#### Stored data:
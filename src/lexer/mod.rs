//! The stateful pattern-matching engine behind every language table.
//!
//! The lexer runs a compiled rule table over source text and produces a
//! lazy stream of classified tokens for a renderer to consume.
//!
//! ## Structure
//!
//! - `rules.rs` - `StateTable`, `Rule`, transitions, and the validating builder
//! - `stream.rs` - `TokenStream`, the matching engine itself
//!
//! ## Documentation Submodules
//!
//! - `grammar` - How rule tables are written and how transitions behave
//!
//! ## Usage
//!
//! ```rust
//! use blitzlight::lexer::StateTable;
//! use blitzlight::TokenKind;
//!
//! let table = StateTable::builder("root")
//!     .state("root", |s| {
//!         s.rule(r"[0-9]+", TokenKind::NumberInteger);
//!         s.rule(r"\s+", TokenKind::Text);
//!     })
//!     .build()?;
//!
//! for token in table.tokenize("12 34") {
//!     println!("{}: {:?}", token.kind, token.text);
//! }
//! # Ok::<(), blitzlight::lexer::TableError>(())
//! ```

mod rules;
mod stream;

// Documentation submodule
pub mod grammar;

pub use rules::{Action, Rule, StateOp, StateRules, StateTable, TableBuilder, TableError};
pub use stream::TokenStream;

#### Work task:
Show, from the material above, each line that includes the string "rules".

#### Result:
//! - `rules.rs` - `StateTable`, `Rule`, transitions, and the validating builder
mod rules;
pub use rules::{Action, Rule, StateOp, StateRules, StateTable, TableBuilder, TableError};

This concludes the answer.